TERNATE, NUANSA – Bukan hanya laut Pulau Obi, Kabupaten Halmahera Selatan yang sudah tercemar, tetapi hutan Mangrove yang dilindungi pun dibabat habis. Ini adalah dampak beroperasinya perusahaan pertambangan di wilayah Provinsi Maluku Utara (Malut). Hutan Mangrove yang dirusak terjadi di Kabupaten Halmahera Tengah. Perusahaan yang diduga melakukan tindakan tidak terpuji tersebut adalah PT. Harum Sukses Mining.
Setelah sekian lama hutan Mangrove itu dibabat dan terpublikasi melalui media massa, barulah Dinas Lingkungan Hidup (DLH) Kabupaten Halmahera Tengah ambil sikap.

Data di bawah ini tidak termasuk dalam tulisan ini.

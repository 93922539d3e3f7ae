//! Eigenbasis projection — rotating tensors into and out of preconditioner
//! coordinates.
//!
//! ## What this module does
//! - [`project`]: contract the tensor against each axis's basis matrix
//!   using the matrix's **first** index, expressing the tensor in eigenbasis
//!   coordinates along every axis (applies `Q_iᵀ` per axis).
//! - [`project_back`]: the inverse map, contracting against the **second**
//!   index (applies `Q_i` per axis).
//!
//! For orthonormal bases, `project_back(project(T)) = T` up to floating
//! error; that round trip is the module's key tested property.
//!
//! ## Conventions
//! - Axis `i` of the tensor is always contracted against `bases[i]`; axis
//!   positions are preserved, so the two maps compose in any order with the
//!   moment-tracking code between them.
//! - A 0-dimensional tensor has an empty basis list and both maps are the
//!   identity.
use crate::linalg::{contract_axis, ContractIndex};
use crate::soap::errors::{SoapError, SoapResult};
use ndarray::{Array2, ArrayD};

/// Express `tensor` in eigenbasis coordinates along every axis.
///
/// # Errors
/// [`SoapError::DecompositionFailed`] wrapping a dimension mismatch if a
/// basis matrix does not fit its axis; unreachable when the basis list was
/// built from the same parameter shape.
pub fn project(tensor: &ArrayD<f64>, bases: &[Array2<f64>]) -> SoapResult<ArrayD<f64>> {
    apply(tensor, bases, ContractIndex::First)
}

/// Map a tensor in eigenbasis coordinates back to raw coordinates.
///
/// Exact inverse of [`project`] when every basis matrix is orthonormal.
///
/// # Errors
/// Same as [`project`].
pub fn project_back(tensor: &ArrayD<f64>, bases: &[Array2<f64>]) -> SoapResult<ArrayD<f64>> {
    apply(tensor, bases, ContractIndex::Second)
}

fn apply(
    tensor: &ArrayD<f64>, bases: &[Array2<f64>], side: ContractIndex,
) -> SoapResult<ArrayD<f64>> {
    let mut rotated = tensor.clone();
    for (axis, basis) in bases.iter().enumerate() {
        rotated = contract_axis(&rotated, basis, axis, side)
            .map_err(|source| SoapError::DecompositionFailed { axis, source })?;
    }
    Ok(rotated)
}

Kepala DLH Halmahera Tengah, Syamsul Bahri Ismail mengatakan, pihaknya telah menerjunkan tim ke lapangan untuk menelusuri dugaan tersebut. Sehingga itu, pihaknya belum bisa berbuat banyak, karena harus menunggu hasil penelusuran yang dilakukan timnya.
Menurut dia, DLH tetap mengambil langkah sesuai dengan regulasi yang sudah dikeluarkan Menteri Kehutanan (Menhut). “Tim sudah turun di lokasi. Kami tetap berpatokan pada regulasi yang ada. Jadi berdasarkan hasil cek lapangan, baru bisa dipastikan keputusannya seperti apa dari hasil rekomendasinya,” ujarnya saat dikonfirmasi belum lama ini.
Ia menjelaskan sesuai SK Menhut Nomor 32 tahun 2013 itu, di mana hasil tim Program Pengembangan Kota Hijau (P2KH) soal penggunaan kawasan hutan. Dinas Kehutanan (Dishut) Maluku Utara juga telah mengeluarkan pernyataan bahwa kawasan tersebut masuk pada areal penggunaan lain (APL).
Syamsul menuturkan, DLH hanya punya kajian seberapa besar manfaat dari sisi lingkungan kawasan lindung. Untuk Selebihnya mengenai status hutannya adalah kewenangan Dishut Provinsi. “Tentu kita dari pemerintah Halteng melihat dulu sesuai kondisi lapangan berdasarkan hasil investigasi, barulah kami keluarkan rekomendasi,” tuturnya.
”Jadi kalau itu ditebang, dampak lingkunganya apa? Kalau status hutan itu kewenanganya Dishut. Sementara APL merupakan kewenangan perusahaan. Kami melihat saja peruntukan kawasan hutang itu untuk apa,” sambungnya.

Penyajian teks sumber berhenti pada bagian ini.